The silicon-based semiconductor laser provided by the embodiment of the invention utilizes electrons generated by reverse breakdown (avalanche breakdown or zener breakdown) of a pn diode to realize electron injection into a light-emitting active region; electrons are limited in the light-emitting active region by utilizing the electric field trap, so that the electrons are prevented from escaping, and the efficiency of direct band gap light-emitting recombination of electrons and holes in the light-emitting active region is improved.

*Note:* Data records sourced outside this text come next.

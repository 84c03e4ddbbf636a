use anyhow::Result;
use metrics::counter;
use tokio::sync::mpsc::Sender;
use tokio::task::JoinHandle;
use tracing::{debug, info};

use crate::event::RoutingEvent;
use crate::merge::OrderedMerge;
use crate::mrt::{EventFilter, MrtInput, filter_events, open_elems};

pub type EventSender = Sender<Result<RoutingEvent>>;

/// End `items` as soon as the receiving side of `tx` is gone.
///
/// Checked per raw item, so decoding stops even while the filter
/// discards everything.
pub fn until_closed<I: Iterator>(
    items: I,
    tx: &EventSender,
) -> impl Iterator<Item = I::Item> + use<I> {
    let tx = tx.clone();
    items.take_while(move |_| !tx.is_closed())
}

/// Forward events into the dispatcher channel. Stops early when the
/// receiver is gone and returns the number of events delivered. A source
/// error is returned instead of being forwarded.
pub fn forward_events<I>(events: I, tx: &EventSender) -> Result<u64>
where
    I: Iterator<Item = Result<RoutingEvent>>,
{
    let mut sent = 0;
    for event in events {
        if tx.blocking_send(Ok(event?)).is_err() {
            debug!("event receiver closed after {} events", sent);
            break;
        }
        sent += 1;
        counter!("zombie_finder_source_events_total").increment(1);
    }
    Ok(sent)
}

fn stream_inputs(inputs: &[MrtInput], filter: &EventFilter, tx: &EventSender) -> Result<u64> {
    let mut sources = Vec::with_capacity(inputs.len());
    for input in inputs {
        let elems = until_closed(open_elems(input)?, tx);
        sources.push(filter_events(elems, input.kind, filter.clone()));
    }
    forward_events(OrderedMerge::new(sources), tx)
}

/// Decode and merge MRT inputs on a blocking worker.
///
/// Inputs are merged into one time-ordered stream, RIB inputs listed first
/// win timestamp ties. A failure is delivered to the receiver as an error
/// so the dispatcher stops and flushes what it has.
pub fn spawn_event_source(
    inputs: Vec<MrtInput>,
    filter: EventFilter,
    tx: EventSender,
) -> JoinHandle<()> {
    tokio::task::spawn_blocking(move || {
        info!("streaming {} MRT inputs", inputs.len());
        match stream_inputs(&inputs, &filter, &tx) {
            Ok(sent) => info!("event source finished after {} events", sent),
            Err(err) => {
                if tx.blocking_send(Err(err)).is_err() {
                    debug!("event receiver closed before source error could be delivered");
                }
            }
        }
    })
}
use metrics::gauge;
use serde::{Deserialize, Serialize};
use std::collections::{BTreeMap, HashMap, HashSet};
use tracing::{debug, trace};

use crate::event::{ElementType, RoutingEvent};
use crate::tracked::ZombieEntry;

/// Per-peer paths of a prefix, keyed by peer address.
pub type PeerPaths = BTreeMap<String, PeerPathState>;

/// Last-known state of a prefix as announced by one peer.
#[derive(Debug, Clone, PartialEq, Eq, Serialize, Deserialize)]
pub struct PeerPathState {
    pub status: ElementType,
    /// Every distinct ASN seen for this peer address, space-separated, in first-seen order.
    #[serde(rename = "peerAsn")]
    pub peer_asn: String,
    #[serde(rename = "asPath")]
    pub as_path: String,
    #[serde(rename = "ts")]
    pub last_update: i64,
    #[serde(skip)]
    seen_asns: HashSet<String>,
}

impl Default for PeerPathState {
    fn default() -> Self {
        // The status is overwritten by the event that creates the record.
        PeerPathState {
            status: ElementType::Other,
            peer_asn: String::new(),
            as_path: String::new(),
            last_update: 0,
            seen_asns: HashSet::new(),
        }
    }
}

impl PeerPathState {
    pub fn apply(&mut self, event: &RoutingEvent) {
        self.status = event.element_type;
        self.last_update = event.timestamp;
        self.as_path = match event.element_type {
            ElementType::Withdraw => String::new(),
            _ => event.as_path.clone().unwrap_or_default(),
        };

        if self.seen_asns.insert(event.peer_asn.clone()) {
            if !self.peer_asn.is_empty() {
                self.peer_asn.push(' ');
            }
            self.peer_asn.push_str(&event.peer_asn);
        }
    }
}

#[derive(Debug, Default)]
struct LivePrefix {
    /// Expiries of this prefix not yet snapshotted.
    pending: usize,
    peers: PeerPaths,
}

/// Live per-(prefix, peer) path state for every prefix still awaiting expiry.
#[derive(Debug, Default)]
pub struct PathStateTable {
    live: HashMap<String, LivePrefix>,
}

impl PathStateTable {
    pub fn new<'a>(entries: impl IntoIterator<Item = &'a ZombieEntry>) -> PathStateTable {
        let mut live: HashMap<String, LivePrefix> = HashMap::new();
        for entry in entries {
            live.entry(entry.prefix.clone()).or_default().pending += 1;
        }
        PathStateTable { live }
    }

    #[cfg(test)]
    pub fn is_live(&self, prefix: &str) -> bool {
        self.live.contains_key(prefix)
    }

    pub fn live_prefixes(&self) -> usize {
        self.live.len()
    }

    #[cfg(test)]
    pub fn peers(&self, prefix: &str) -> Option<&PeerPaths> {
        self.live.get(prefix).map(|live| &live.peers)
    }

    /// Get-or-create the record of `peer` under a live `prefix`.
    fn peer_mut(&mut self, prefix: &str, peer: &str) -> Option<&mut PeerPathState> {
        let live = self.live.get_mut(prefix)?;
        Some(live.peers.entry(peer.to_string()).or_default())
    }

    /// Apply a qualifying event. Returns false when the prefix is not live
    /// or the element kind is not tracked.
    pub fn update(&mut self, event: &RoutingEvent) -> bool {
        if !event.element_type.is_tracked() {
            return false;
        }
        match self.peer_mut(&event.prefix, &event.peer_address) {
            Some(state) => {
                state.apply(event);
                trace!(
                    "{} - {}: {} at {}",
                    event.prefix, event.peer_address, state.status, state.last_update
                );
                true
            }
            None => false,
        }
    }

    /// Owned copy of the prefix's peer state. The prefix is retired once its
    /// last pending expiry has been snapshotted.
    pub fn snapshot(&mut self, prefix: &str) -> PeerPaths {
        let Some(live) = self.live.get_mut(prefix) else {
            return PeerPaths::new();
        };

        let copy = live.peers.clone();
        live.pending = live.pending.saturating_sub(1);
        if live.pending == 0 {
            self.live.remove(prefix);
            debug!("{}: retired from path state table", prefix);
        }
        gauge!("zombie_finder_live_prefixes").set(self.live.len() as f64);
        copy
    }
}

The silicon-based semiconductor laser provided by the embodiment of the invention realizes hole injection into a light-emitting active region by utilizing the transport of a transverse carrier in a p-n-p-n-p or p-n-p-n-m or m-n-p-n-m structure middle p-type region; the injected hole carriers are limited to the active region by utilizing the discontinuous quantity of valence bands of the n-type region and the middle p-type region, so that the inversion of the number of particles of laser excitation can be satisfied.
According to the silicon-based semiconductor laser provided by the embodiment of the invention, electrons are limited in the active region by utilizing potential barriers generated by reverse bias of the diode, so that effective collection of injected electron carriers is realized, the quasi-Fermi energy level of conduction band electrons is improved to the direct energy valley of the conduction band of the active region, and further the particle number inversion and laser excitation are realized; .
It should be understood that the above embodiments are merely for illustrating the technical concept and features of the present invention, and are intended to enable those skilled in the art to understand the present invention and implement the same according to the present invention without limiting the scope of the present invention. All equivalent changes or modifications made in accordance with the spirit of the present invention should be construed to be included in the scope of the present invention.